What the task asks> The stretch wanted below opens at the line containing "distance from now." and closes at the line containing "PartialOrd, Ord, Hash)]". Please return it exactly, with no other lines.

Given data Start Marker

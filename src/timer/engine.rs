//! `TimerEngine`: a delay queue served by one background worker.
//!
//! Entries live in an ordered map keyed by [`TimerToken`], so the head is
//! always the earliest deadline and equal deadlines keep submission order.
//! Whoever removes an entry under the queue latch owns its item and
//! completes it after releasing the latch; that makes cancel-versus-fire
//! races resolve to exactly one completion and lets callbacks re-enter the
//! engine.

use core::fmt;
use std::collections::BTreeMap;
use std::panic::{self, AssertUnwindSafe};
use std::sync::Arc;
use std::thread::{self, JoinHandle, ThreadId};
use std::time::{Duration, Instant};

use serde::{Deserialize, Serialize};
use smallvec::SmallVec;
use tracing::{debug, error, trace, warn};

use crate::error::TimerError;
use crate::latch::LatchMutex;
use crate::timer::{Completion, Event, WorkItem};
use crate::util::{PinConfig, pin_current_thread};

/// Deadlines are clamped to this distance from now.
const FAR_FUTURE: Duration = Duration::from_secs(30 * 365 * 24 * 60 * 60);

/// Timer engine settings.
#[derive(Clone, Debug, PartialEq, Serialize, Deserialize)]
#[serde(default)]
pub struct TimerConfig {
    /// Worker thread name.
    pub name: String,
    /// Delays shorter than this complete synchronously inside `delay`.
    pub min_delay: Duration,
    /// Longest worker sleep while the queue is empty or far off.
    pub max_wait: Duration,
    /// Optional CPU pinning for the worker.
    pub pin: Option<PinConfig>,
}

impl Default for TimerConfig {
    fn default() -> Self {
        Self {
            name: "timer-engine".to_owned(),
            min_delay: Duration::from_micros(15_625),
            max_wait: Duration::from_secs(60),
            pin: None,
        }
    }
}

/// Handle to a queued entry, used for cancellation.
///
/// Tokens order by deadline, then by submission.
#[derive(Copy, Clone, Debug, PartialEq, Eq, PartialOrd, Ord, Hash)]
pub struct TimerToken {
    deadline: Instant,
    seq: u64,
}

impl TimerToken {
    /// When the entry is due.
    #[inline]
    pub fn deadline(&self) -> Instant {
        self.deadline
    }
}

#[derive(Copy, Clone, Debug, PartialEq, Eq)]
enum State {
    Running,
    Stopping,
    Stopped,
}

struct TimerQueue {
    entries: BTreeMap<TimerToken, WorkItem>,
    state: State,
    next_seq: u64,
}

struct Shared {
    queue: LatchMutex<TimerQueue>,
    event: Event,
    config: TimerConfig,
}

/// Delay queue with a dedicated worker thread.
pub struct TimerEngine {
    shared: Arc<Shared>,
    worker: parking_lot::Mutex<Option<JoinHandle<()>>>,
    worker_id: ThreadId,
}

impl TimerEngine {
    /// Start an engine with the default configuration.
    pub fn start() -> Result<Self, TimerError> {
        Self::with_config(TimerConfig::default())
    }

    /// Start an engine and its worker thread.
    pub fn with_config(config: TimerConfig) -> Result<Self, TimerError> {
        let shared = Arc::new(Shared {
            queue: LatchMutex::new(TimerQueue {
                entries: BTreeMap::new(),
                state: State::Running,
                next_seq: 0,
            }),
            event: Event::new(),
            config,
        });

        let worker = {
            let shared = Arc::clone(&shared);
            thread::Builder::new()
                .name(shared.config.name.clone())
                .spawn(move || {
                    if let Some(pin) = shared.config.pin {
                        if let Err(err) = pin_current_thread(&pin) {
                            warn!(%err, ?pin, "failed to pin timer worker");
                        }
                    }
                    run(&shared);
                })?
        };
        debug!(name = %shared.config.name, "timer engine started");

        Ok(Self {
            shared,
            worker_id: worker.thread().id(),
            worker: parking_lot::Mutex::new(Some(worker)),
        })
    }

    /// The engine's configuration.
    #[inline]
    pub fn config(&self) -> &TimerConfig {
        &self.shared.config
    }

    /// Complete `item` after `duration`.
    ///
    /// Returns `None` when the item was completed before returning: with
    /// [`Completion::Normal`] if `duration` is below the minimum delay, or
    /// with [`Completion::Cancelled`] if the engine is stopping.
    pub fn delay(&self, duration: Duration, item: WorkItem) -> Option<TimerToken> {
        let now = Instant::now();
        let mut queue = self.shared.queue.lock();
        if queue.state != State::Running {
            drop(queue);
            trace!("timer engine stopped; cancelling item");
            item.complete(Completion::Cancelled);
            return None;
        }
        if duration < self.shared.config.min_delay {
            drop(queue);
            item.complete(Completion::Normal);
            return None;
        }

        let token = TimerToken {
            deadline: now + duration.min(FAR_FUTURE),
            seq: queue.next_seq,
        };
        queue.next_seq += 1;
        let at_head = queue
            .entries
            .first_key_value()
            .is_none_or(|(head, _)| token < *head);
        queue.entries.insert(token, item);
        drop(queue);

        if at_head {
            trace!(?duration, "timer queued at head");
            self.shared.event.post();
        }
        Some(token)
    }

    /// [`delay`](Self::delay) in fractional seconds.
    ///
    /// Negative and NaN delays complete immediately; delays too large to
    /// represent are clamped.
    pub fn delay_secs(&self, seconds: f64, item: WorkItem) -> Option<TimerToken> {
        let duration = Duration::try_from_secs_f64(seconds).unwrap_or(if seconds > 0.0 {
            FAR_FUTURE
        } else {
            Duration::ZERO
        });
        self.delay(duration, item)
    }

    /// Cancel a queued entry; reports whether it was still queued.
    ///
    /// Cancelling an entry that already fired or was cancelled is a no-op.
    pub fn cancel(&self, token: TimerToken) -> bool {
        let removed = self.shared.queue.lock().entries.remove(&token);
        match removed {
            Some(item) => {
                trace!(?token, "timer cancelled");
                item.complete(Completion::Cancelled);
                true
            }
            None => false,
        }
    }

    /// Stop accepting delays, cancel everything queued and join the worker.
    ///
    /// Idempotent. Called from a completion running on the worker, it only
    /// requests the shutdown; the worker drains once the callback returns.
    pub fn stop(&self) {
        {
            let mut queue = self.shared.queue.lock();
            if queue.state == State::Running {
                queue.state = State::Stopping;
                debug!(name = %self.shared.config.name, "timer engine stopping");
            }
        }
        self.shared.event.post();

        if thread::current().id() == self.worker_id {
            return;
        }
        let mut worker = self.worker.lock();
        if let Some(handle) = worker.take() {
            if handle.join().is_err() {
                error!(name = %self.shared.config.name, "timer worker panicked");
            }
        }
    }

    /// Number of queued entries.
    pub fn pending(&self) -> usize {
        self.shared.queue.lock().entries.len()
    }

    /// Is the engine accepting delays?
    pub fn is_running(&self) -> bool {
        self.shared.queue.lock().state == State::Running
    }
}

impl Drop for TimerEngine {
    fn drop(&mut self) {
        self.stop();
    }
}

impl fmt::Debug for TimerEngine {
    fn fmt(&self, f: &mut fmt::Formatter<'_>) -> fmt::Result {
        f.debug_struct("TimerEngine")
            .field("name", &self.shared.config.name)
            .field("running", &self.is_running())
            .field("pending", &self.pending())
            .finish()
    }
}

fn run(shared: &Shared) {
    let max_wait = shared.config.max_wait;
    let mut fired: SmallVec<[WorkItem; 16]> = SmallVec::new();

    loop {
        let wait = {
            let mut queue = shared.queue.lock();
            if queue.state != State::Running {
                break;
            }
            let now = Instant::now();
            while let Some(entry) = queue.entries.first_entry() {
                if entry.key().deadline > now {
                    break;
                }
                fired.push(entry.remove());
            }
            queue
                .entries
                .first_key_value()
                .map_or(max_wait, |(head, _)| {
                    head.deadline.saturating_duration_since(now).min(max_wait)
                })
        };

        if !fired.is_empty() {
            trace!(count = fired.len(), "timers fired");
            for item in fired.drain(..) {
                complete_on_worker(item, Completion::Normal);
            }
            continue;
        }

        trace!(?wait, "timer worker waiting");
        shared.event.wait(wait);
    }

    let drained = {
        let mut queue = shared.queue.lock();
        queue.state = State::Stopped;
        core::mem::take(&mut queue.entries)
    };
    debug!(
        name = %shared.config.name,
        cancelled = drained.len(),
        "timer worker exiting"
    );
    for item in drained.into_values() {
        complete_on_worker(item, Completion::Cancelled);
    }
}

/// Complete `item` on the worker thread; a panicking callback is logged and
/// the worker keeps serving the queue.
fn complete_on_worker(item: WorkItem, completion: Completion) {
    if let Err(payload) = panic::catch_unwind(AssertUnwindSafe(|| item.complete(completion))) {
        let message = payload
            .downcast_ref::<&str>()
            .copied()
            .or_else(|| payload.downcast_ref::<String>().map(String::as_str))
            .unwrap_or("non-string panic payload");
        error!(?completion, panic = message, "timer callback panicked");
    }
}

Given data End Marker

Output>
/// Deadlines are clamped to this distance from now.
const FAR_FUTURE: Duration = Duration::from_secs(30 * 365 * 24 * 60 * 60);

/// Timer engine settings.
#[derive(Clone, Debug, PartialEq, Serialize, Deserialize)]
#[serde(default)]
pub struct TimerConfig {
    /// Worker thread name.
    pub name: String,
    /// Delays shorter than this complete synchronously inside `delay`.
    pub min_delay: Duration,
    /// Longest worker sleep while the queue is empty or far off.
    pub max_wait: Duration,
    /// Optional CPU pinning for the worker.
    pub pin: Option<PinConfig>,
}

impl Default for TimerConfig {
    fn default() -> Self {
        Self {
            name: "timer-engine".to_owned(),
            min_delay: Duration::from_micros(15_625),
            max_wait: Duration::from_secs(60),
            pin: None,
        }
    }
}

/// Handle to a queued entry, used for cancellation.
///
/// Tokens order by deadline, then by submission.
#[derive(Copy, Clone, Debug, PartialEq, Eq, PartialOrd, Ord, Hash)]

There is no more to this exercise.